Maka dari sini ada dua alternatif; kita akan menyatakan adanya dua hal yang paradoks dalam ayat-yat Tuhan –padahal Qur’an disucikan dari sangkaan tersebut- atau kita akan mengartikan ayat tersebut dengan pengertian lain yang sesuai dengan ayat-ayat Qur’an lainnya dan hadits-hadits Nabi (saww) dan para imam maksum (as).

Menilik dari ungkapan dan susunan kalimat ayat-ayat yang tercantum pada bagian pertama diatas maka dapat diketahui bahwa obyek ayat-ayat tersebut adalah para manusia kafir. Allah dalam ayat-ayat tersebut dalam rangka menghibur Rasulullah (saww) untuk tidak terlalu mengambil hati atas segala perbuatan mereka. Seakan Allah berfirman: “sebagian besar mereka adalah calon penghuni neraka, oleh karenanya janganlah engkau (Muhammad.pen) bersedih, karena tugasmu hanyalah menyampaikan dan menjelaskan kebenaran, membuat masyarakat beriman bukanlah tugasmu, oleh karenanya Kami jadikan manusia memiliki ikhtiar sehingga pada satu hari kelak segala perbuatan mereka akan dimintai pertanggungjawabannya.

Dari dua kumpulan ayat diatas dapat diambil suatu pelajaran bahwa tugas nabi Muhammad (saww) adalah hanya menyampaikan agama dimana mau tidak mau sebagian orang menerimanya dan sebagian yang lain menolak. Adapun orang yang menerima agamanya maka mau tidak mau ia harus konsisten terhadap ajaran-ajaran agama yang dibawanya.

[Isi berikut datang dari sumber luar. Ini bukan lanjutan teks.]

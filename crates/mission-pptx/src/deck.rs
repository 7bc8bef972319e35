//! Building a slide deck from plan sections.
//!
//! One section becomes one slide; a section with more paragraphs than the
//! contract allows continues on further slides with a suffixed title.

use serde::{Deserialize, Serialize};
use tracing::{debug, info};

use mission_ast::{Line, PlanMeta, Section};
use mission_core::render::render_sections;
use mission_core::{DisplayMode, Palette, PlanRenderer, StyleTable, DEFAULT_SECTION_TITLE};

use crate::contract::DeckContract;
use crate::slide::{ParagraphKind, Slide, SlideParagraph, TextRun};

/// Body text of the single slide produced for an empty plan
pub const NO_CONTENT: &str = "No content";

/// Slides ready to be written
#[derive(Debug, Clone, Default, PartialEq, Serialize, Deserialize)]
pub struct Deck {
    /// Presentation title for the core properties
    pub title: Option<String>,
    pub slides: Vec<Slide>,
}

impl Deck {
    pub fn len(&self) -> usize {
        self.slides.len()
    }

    pub fn is_empty(&self) -> bool {
        self.slides.is_empty()
    }

    /// Body paragraphs of all content slides, in order
    pub fn paragraphs(&self) -> impl Iterator<Item = &SlideParagraph> {
        self.slides
            .iter()
            .filter(|slide| !slide.is_title_slide())
            .flat_map(|slide| slide.paragraphs.iter())
    }
}

/// Section being collected between `begin_section` and `end_section`
struct PendingSection {
    index: usize,
    title: String,
    accent: Option<String>,
    paragraphs: Vec<SlideParagraph>,
}

/// Turns plan sections into a [`Deck`]
pub struct DeckBuilder<'a> {
    contract: &'a DeckContract,
    styles: &'a StyleTable,
    palette: &'a Palette,
    meta: Option<PlanMeta>,
    slides: Vec<Slide>,
    current: Option<PendingSection>,
}

impl<'a> DeckBuilder<'a> {
    pub fn new(contract: &'a DeckContract, styles: &'a StyleTable, palette: &'a Palette) -> Self {
        Self {
            contract,
            styles,
            palette,
            meta: None,
            slides: Vec::new(),
            current: None,
        }
    }

    /// Plan metadata for the title slide and deck title
    pub fn with_meta(mut self, meta: PlanMeta) -> Self {
        self.meta = Some(meta);
        self
    }

    pub fn build(mut self, sections: &[Section]) -> Deck {
        if let Some(meta) = self.meta.as_ref().filter(|_| self.contract.title_slide.enabled) {
            let summary = meta.summary();
            let subtitle = (self.contract.title_slide.show_summary && !summary.is_empty())
                .then_some(summary);
            self.slides.push(Slide::title_slide(0, meta.title.clone(), subtitle));
        }

        if sections.is_empty() {
            let title = self
                .meta
                .as_ref()
                .map(|meta| meta.title.clone())
                .unwrap_or_else(|| DEFAULT_SECTION_TITLE.to_string());
            self.slides.push(Slide::content_slide(0, title).with_paragraph(
                SlideParagraph::new(ParagraphKind::Placeholder, vec![TextRun::italic(NO_CONTENT)]),
            ));
        } else {
            render_sections(sections, &mut self);
        }

        for (i, slide) in self.slides.iter_mut().enumerate() {
            slide.number = i as u32 + 1;
        }

        info!(
            sections = sections.len(),
            slides = self.slides.len(),
            "built slide deck"
        );
        Deck {
            title: self.meta.map(|meta| meta.title),
            slides: self.slides,
        }
    }

    fn push_paragraph(&mut self, paragraph: SlideParagraph) {
        if let Some(section) = self.current.as_mut() {
            section.paragraphs.push(paragraph);
        }
    }
}

/// Slide paragraph for a classified line; content is used verbatim
pub fn paragraph_for(line: &Line) -> SlideParagraph {
    match line {
        Line::Blank => SlideParagraph::spacer(),
        Line::Bullet { content } => SlideParagraph::plain(ParagraphKind::Bullet, content.as_str()),
        Line::Numbered { ordinal, content } => {
            SlideParagraph::plain(ParagraphKind::Numbered, format!("{}. {}", ordinal, content))
        }
        Line::Timeline {
            time_label,
            content,
        } => {
            let mut runs = vec![TextRun::bold(time_label.as_str())];
            if !content.is_empty() {
                runs.push(TextRun::plain(format!("  {}", content)));
            }
            SlideParagraph::new(ParagraphKind::Timeline, runs)
        }
        Line::Text { content } => SlideParagraph::plain(ParagraphKind::Text, content.as_str()),
    }
}

impl PlanRenderer for DeckBuilder<'_> {
    fn begin_section(&mut self, index: usize, section: &Section, mode: DisplayMode) {
        let accent = self.contract.content.accent_titles.then(|| {
            let style = self.styles.lookup(&section.title);
            self.palette.colors(&style.accent).text_hex().to_string()
        });
        debug!(index, title = %section.title, %mode, "collecting section");

        self.current = Some(PendingSection {
            index,
            title: section.title.clone(),
            accent,
            paragraphs: Vec::new(),
        });
    }

    fn line(&mut self, line: &Line) {
        self.push_paragraph(paragraph_for(line));
    }

    fn placeholder(&mut self) {
        let text = self.contract.content.placeholder.clone();
        self.push_paragraph(SlideParagraph::new(
            ParagraphKind::Placeholder,
            vec![TextRun::italic(text)],
        ));
    }

    fn end_section(&mut self) {
        let Some(section) = self.current.take() else {
            return;
        };

        let per_slide = self.contract.content.max_lines_per_slide.max(1);
        let chunks: Vec<&[SlideParagraph]> = section.paragraphs.chunks(per_slide).collect();
        debug!(
            index = section.index,
            paragraphs = section.paragraphs.len(),
            slides = chunks.len(),
            "section split into slides"
        );

        for (part, chunk) in chunks.into_iter().enumerate() {
            let title = if part == 0 {
                section.title.clone()
            } else {
                format!("{}{}", section.title, self.contract.content.continued_suffix)
            };
            let mut slide = Slide::content_slide(0, title);
            slide.accent = section.accent.clone();
            slide.section = Some(section.index);
            slide.paragraphs = chunk.to_vec();
            self.slides.push(slide);
        }
    }
}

Mungkin sebagian orang berpikiran bahwa sebagaimana orang dapat bebas dalam memilih agama maka ketika sudah memeluk agama ia dapat bebas dalam menjalankan ajaran agama ataupun tidak menjalankannya. Pemikiran semacam ini adalah merupakan pemikiran yang salah, karena ketika seseorang telah menerima islam sebagai agamanya, artinya ia telah meyakini agama islam beserta ajaran-ajarannya dan meyakini keharusan untuk menjalankan ajaran-ajarannya. Karena kalau diyakini bahwa ia dapat bebas dalam menjalankan hukum-hukum hal itu berarti sama artinya dengan tidak meyakini keharusan untuk menjalankan berbagai hukum-hukumnya, sehingga hal tersebut tidak lain merupakan sesuatu yang kontradiksi antara keyakinan dan praktek. Hal seperti itu sama halnya seperti sebuah masyarakat yang memberikan suaranya dalam menentukan jenis pemerintahan ataupun perundang-undangan tapi kemudian setelah pemilu mereka mengatakan bahwa kita bebas melaksanakannya ataupun  tidak,  jelas sekali bahwa kebijakan semacam ini tidak mungkin bisa diterima oleh siapapun dan dimanapun.

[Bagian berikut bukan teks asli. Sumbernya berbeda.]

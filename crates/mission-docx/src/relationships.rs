//! Relationship parts (`_rels/*.rels`)
//!
//! Maps relationship ids to targets. Used to find or add the styles and
//! numbering parts when injecting into a template.

use quick_xml::events::Event;
use quick_xml::Reader;

use crate::error::{DocxError, Result};
use crate::xml::escape_xml;

/// OOXML namespace for relationships
pub const RELATIONSHIPS_NS: &str = "http://schemas.openxmlformats.org/package/2006/relationships";

/// Common relationship type URIs
impl Relationships {
    pub const TYPE_OFFICE_DOCUMENT: &'static str =
        "http://schemas.openxmlformats.org/officeDocument/2006/relationships/officeDocument";
    pub const TYPE_STYLES: &'static str =
        "http://schemas.openxmlformats.org/officeDocument/2006/relationships/styles";
    pub const TYPE_NUMBERING: &'static str =
        "http://schemas.openxmlformats.org/officeDocument/2006/relationships/numbering";
    pub const TYPE_CORE_PROPERTIES: &'static str =
        "http://schemas.openxmlformats.org/package/2006/relationships/metadata/core-properties";
    pub const TYPE_EXTENDED_PROPERTIES: &'static str =
        "http://schemas.openxmlformats.org/officeDocument/2006/relationships/extended-properties";
}

/// One relationship entry
#[derive(Debug, Clone, PartialEq, Eq)]
pub struct Relationship {
    pub id: String,
    pub rel_type: String,
    pub target: String,
}

/// Parsed relationships, in document order
#[derive(Debug, Clone, Default)]
pub struct Relationships {
    entries: Vec<Relationship>,
    /// Highest numeric `rIdN` seen so far
    max_id: u32,
}

impl Relationships {
    pub fn new() -> Self {
        Self::default()
    }

    /// Parse relationships from XML bytes
    pub fn parse(xml: &[u8]) -> Result<Self> {
        let mut reader = Reader::from_reader(xml);
        reader.config_mut().trim_text(true);

        let mut rels = Self::new();
        let mut buf = Vec::new();

        loop {
            match reader.read_event_into(&mut buf) {
                Ok(Event::Empty(ref e)) | Ok(Event::Start(ref e)) => {
                    if e.local_name().as_ref() == b"Relationship" {
                        let mut id = None;
                        let mut target = None;
                        let mut rel_type = None;

                        for attr in e.attributes().filter_map(|a| a.ok()) {
                            let value = attr.unescape_value().ok().map(|s| s.to_string());
                            match attr.key.as_ref() {
                                b"Id" => id = value,
                                b"Target" => target = value,
                                b"Type" => rel_type = value,
                                _ => {}
                            }
                        }

                        if let (Some(id), Some(target)) = (id, target) {
                            rels.push(Relationship {
                                id,
                                rel_type: rel_type.unwrap_or_default(),
                                target,
                            });
                        }
                    }
                }
                Ok(Event::Eof) => break,
                Err(e) => return Err(DocxError::Xml(e)),
                _ => {}
            }
            buf.clear();
        }

        Ok(rels)
    }

    fn push(&mut self, rel: Relationship) {
        if let Some(num) = extract_id_number(&rel.id) {
            self.max_id = self.max_id.max(num);
        }
        self.entries.push(rel);
    }

    /// Add a relationship and return its generated id
    pub fn add(&mut self, target: impl Into<String>, rel_type: impl Into<String>) -> String {
        let id = format!("rId{}", self.max_id + 1);
        self.push(Relationship {
            id: id.clone(),
            rel_type: rel_type.into(),
            target: target.into(),
        });
        id
    }

    /// First relationship of a given type
    pub fn find_by_type(&self, rel_type: &str) -> Option<&Relationship> {
        self.entries.iter().find(|rel| rel.rel_type == rel_type)
    }

    /// Add a relationship of this type unless one exists; returns its target
    pub fn ensure(&mut self, target: &str, rel_type: &str) -> String {
        if let Some(existing) = self.find_by_type(rel_type) {
            return existing.target.clone();
        }
        self.add(target, rel_type);
        target.to_string()
    }

    pub fn get(&self, id: &str) -> Option<&Relationship> {
        self.entries.iter().find(|rel| rel.id == id)
    }

    pub fn len(&self) -> usize {
        self.entries.len()
    }

    pub fn is_empty(&self) -> bool {
        self.entries.is_empty()
    }

    pub fn iter(&self) -> impl Iterator<Item = &Relationship> {
        self.entries.iter()
    }

    /// Serialize to a `.rels` part
    pub fn to_xml(&self) -> String {
        let mut xml = String::new();
        xml.push_str(r#"<?xml version="1.0" encoding="UTF-8" standalone="yes"?>"#);
        xml.push('\n');
        xml.push_str(&format!(r#"<Relationships xmlns="{}">"#, RELATIONSHIPS_NS));
        xml.push('\n');

        for rel in &self.entries {
            xml.push_str(&format!(
                "  <Relationship Id=\"{}\" Type=\"{}\" Target=\"{}\"/>\n",
                escape_xml(&rel.id),
                escape_xml(&rel.rel_type),
                escape_xml(&rel.target)
            ));
        }

        xml.push_str("</Relationships>");
        xml
    }
}

/// Numeric portion of a relationship id (`rId5` -> 5)
fn extract_id_number(id: &str) -> Option<u32> {
    id.strip_prefix("rId")
        .or_else(|| id.strip_prefix("RId"))
        .or_else(|| id.strip_prefix("rid"))
        .and_then(|num_str| num_str.parse().ok())
}

#[cfg(test)]
mod tests {
    use super::*;

    const SAMPLE: &str = r#"<?xml version="1.0" encoding="UTF-8"?>
<Relationships xmlns="http://schemas.openxmlformats.org/package/2006/relationships">
  <Relationship Id="rId1" Type="http://schemas.openxmlformats.org/officeDocument/2006/relationships/styles" Target="styles.xml"/>
  <Relationship Id="rId7" Type="http://schemas.openxmlformats.org/officeDocument/2006/relationships/theme" Target="theme/theme1.xml"/>
</Relationships>"#;

    #[test]
    fn test_parse() {
        let rels = Relationships::parse(SAMPLE.as_bytes()).unwrap();
        assert_eq!(rels.len(), 2);
        assert_eq!(rels.get("rId7").map(|r| r.target.as_str()), Some("theme/theme1.xml"));
        assert_eq!(
            rels.find_by_type(Relationships::TYPE_STYLES)
                .map(|r| r.id.as_str()),
            Some("rId1")
        );
    }

    #[test]
    fn test_add_continues_numbering() {
        let mut rels = Relationships::parse(SAMPLE.as_bytes()).unwrap();
        let id = rels.add("numbering.xml", Relationships::TYPE_NUMBERING);
        assert_eq!(id, "rId8");
    }

    #[test]
    fn test_ensure_keeps_existing() {
        let mut rels = Relationships::parse(SAMPLE.as_bytes()).unwrap();
        assert_eq!(rels.ensure("other.xml", Relationships::TYPE_STYLES), "styles.xml");
        assert_eq!(rels.len(), 2);
        rels.ensure("numbering.xml", Relationships::TYPE_NUMBERING);
        assert_eq!(rels.len(), 3);
    }

    #[test]
    fn test_to_xml_roundtrip() {
        let mut rels = Relationships::new();
        rels.add("styles.xml", Relationships::TYPE_STYLES);
        let reparsed = Relationships::parse(rels.to_xml().as_bytes()).unwrap();
        assert_eq!(reparsed.len(), 1);
        assert_eq!(reparsed.get("rId1").map(|r| r.target.as_str()), Some("styles.xml"));
    }

    #[test]
    fn test_malformed_xml() {
        assert!(Relationships::parse(b"<Relationships></Other>").is_err());
    }
}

Oleh karena asas penerimaan agama Islam bukanlah merupakan hal yang didalamnya terdapat sistem pemaksaan –laa ikroha fiddiin- sehingga keimanan terhadap hal-hal yang berkaitan dengan keyakinan terhadap Tuhan, kenabian dan adanya hari kiamat tidak mungkin bisa dipaksakan pada individu lain, akan tetapi setelah Islam diterima sebagai agamanya maka ia harus mengamalkan segala ajarannya seperti kewajiban melaksanakan sholat, puasa, mengikuti dan melaksanakan segala perintah-perintah Nabi (saww) serta para imam suci (as) sebagaimana mencakup segala ajaran yang terdapat dalam agama tanpa terkecuali. Karena penerimaan atas sebuah agama ataupun sebuah bentuk perundang-undangan memberikan konsekwensi atas penerimaan segala komponen dan kandungan-kandungan yang terdapat dalam agama tersebut. tanpa adanya konsekwensi semacam itu maka tidak akan terwujud segala bentuk pemerintahan atau tatanan sosial apapun, sehingga akan terjadi dimana setiap individu akan melaksanakan perbuatan apapun sekehendak hatinya.

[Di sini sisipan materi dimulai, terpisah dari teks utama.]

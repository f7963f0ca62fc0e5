use cfwai_model::EpisodeRecord;

use crate::settings::PipelineSettings;

/// The `CHECK_POLICY` state from spec §4.6, factored out as a pure
/// function so both the decision stage and the aging stage's promotion
/// path (§4.7 step 3, "via the same policy checks") share one
/// implementation instead of drifting apart.
#[derive(Debug, Clone, Copy, PartialEq, Eq)]
pub enum PolicyDecision {
    EnqueueDownload,
    UnmonitoredEpisode,
    EpisodeHasFile,
}

pub fn check_episode_policy(episode: &EpisodeRecord, settings: &PipelineSettings) -> PolicyDecision {
    if settings.honor_unmon_eps && !episode.monitored {
        return PolicyDecision::UnmonitoredEpisode;
    }
    if !settings.overwrite_eps && episode.has_file {
        return PolicyDecision::EpisodeHasFile;
    }
    PolicyDecision::EnqueueDownload
}

#[cfg(test)]
mod tests {
    use super::*;

    fn episode(monitored: bool, has_file: bool) -> EpisodeRecord {
        EpisodeRecord {
            series: "Show".to_string(),
            series_id: "1".to_string(),
            season: 1,
            episode: 1,
            title: "Ep".to_string(),
            air_date: None,
            episode_id: 1,
            has_file,
            monitored,
        }
    }

    #[test]
    fn unmonitored_episode_is_rejected_only_when_policy_honors_it() {
        let mut settings = PipelineSettings { honor_unmon_eps: true, ..PipelineSettings::default() };
        assert_eq!(check_episode_policy(&episode(false, false), &settings), PolicyDecision::UnmonitoredEpisode);
        settings.honor_unmon_eps = false;
        assert_eq!(check_episode_policy(&episode(false, false), &settings), PolicyDecision::EnqueueDownload);
    }

    #[test]
    fn existing_file_blocks_download_unless_overwrite_is_on() {
        let mut settings = PipelineSettings::default();
        assert_eq!(check_episode_policy(&episode(true, true), &settings), PolicyDecision::EpisodeHasFile);
        settings.overwrite_eps = true;
        assert_eq!(check_episode_policy(&episode(true, true), &settings), PolicyDecision::EnqueueDownload);
    }
}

Dalam hal ini –keharusan melaksanakan segala ajaran agama- al-Qur’an dalam surat an-Nisaa’ ayat 150 dan 151 dengan jelas menyatakan:

“Sesungguhnya orang-orang yang kafir kepada Allah dan rasul-rasul-Nya, dan bermaksud memperbedakan antara (keimanan kepada) Allah dan rasul-rasul-Nya dengan mengatakan: “Kami beriman kepada yang sebahagian dan kami kafir terhadap sebahagian (yang lain), serta bermaksud (dengan perkataan itu) mengambil jalan (tengah) diantara yang demikian (iman atau kafir)”. Merekalah orang-orang yang kafir yang sebenar-benarnya, kami telah menyediakan untuk orang-orang yang kafir itu siksaan yang menghinakan”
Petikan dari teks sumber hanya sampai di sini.